* [Entries shown]
════
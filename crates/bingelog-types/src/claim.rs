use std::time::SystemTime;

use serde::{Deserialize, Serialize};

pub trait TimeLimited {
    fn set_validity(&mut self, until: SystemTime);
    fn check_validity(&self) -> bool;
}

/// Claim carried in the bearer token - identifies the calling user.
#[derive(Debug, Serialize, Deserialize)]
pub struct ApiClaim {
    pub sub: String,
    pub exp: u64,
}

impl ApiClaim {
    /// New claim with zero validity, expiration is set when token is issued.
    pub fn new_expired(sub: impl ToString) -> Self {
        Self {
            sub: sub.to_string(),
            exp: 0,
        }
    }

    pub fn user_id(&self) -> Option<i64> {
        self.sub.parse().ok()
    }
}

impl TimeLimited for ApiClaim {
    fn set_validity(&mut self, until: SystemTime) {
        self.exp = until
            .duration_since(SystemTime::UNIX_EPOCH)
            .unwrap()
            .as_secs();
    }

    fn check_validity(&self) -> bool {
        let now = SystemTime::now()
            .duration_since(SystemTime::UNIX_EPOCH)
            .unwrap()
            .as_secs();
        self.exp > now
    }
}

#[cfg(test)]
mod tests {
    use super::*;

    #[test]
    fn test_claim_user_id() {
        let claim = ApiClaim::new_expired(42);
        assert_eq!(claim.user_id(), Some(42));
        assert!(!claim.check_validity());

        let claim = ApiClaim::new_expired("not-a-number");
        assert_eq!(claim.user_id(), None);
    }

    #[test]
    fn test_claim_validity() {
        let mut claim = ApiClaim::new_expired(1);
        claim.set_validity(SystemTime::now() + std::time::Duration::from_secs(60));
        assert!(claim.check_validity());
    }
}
════
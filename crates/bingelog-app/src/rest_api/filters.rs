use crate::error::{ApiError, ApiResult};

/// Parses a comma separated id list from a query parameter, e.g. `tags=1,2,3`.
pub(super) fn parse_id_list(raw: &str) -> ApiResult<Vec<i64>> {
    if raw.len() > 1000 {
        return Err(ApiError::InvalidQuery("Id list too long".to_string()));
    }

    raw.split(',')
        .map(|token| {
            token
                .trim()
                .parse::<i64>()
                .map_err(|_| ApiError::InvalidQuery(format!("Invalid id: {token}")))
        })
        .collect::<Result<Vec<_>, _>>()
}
════
* [Task requirements] Show all lines in the records above that hold "bingelog".

* [Solution to this exercise]
filename crates/bingelog-types/src/claim.rs
filename crates/bingelog-app/src/rest_api/filters.rs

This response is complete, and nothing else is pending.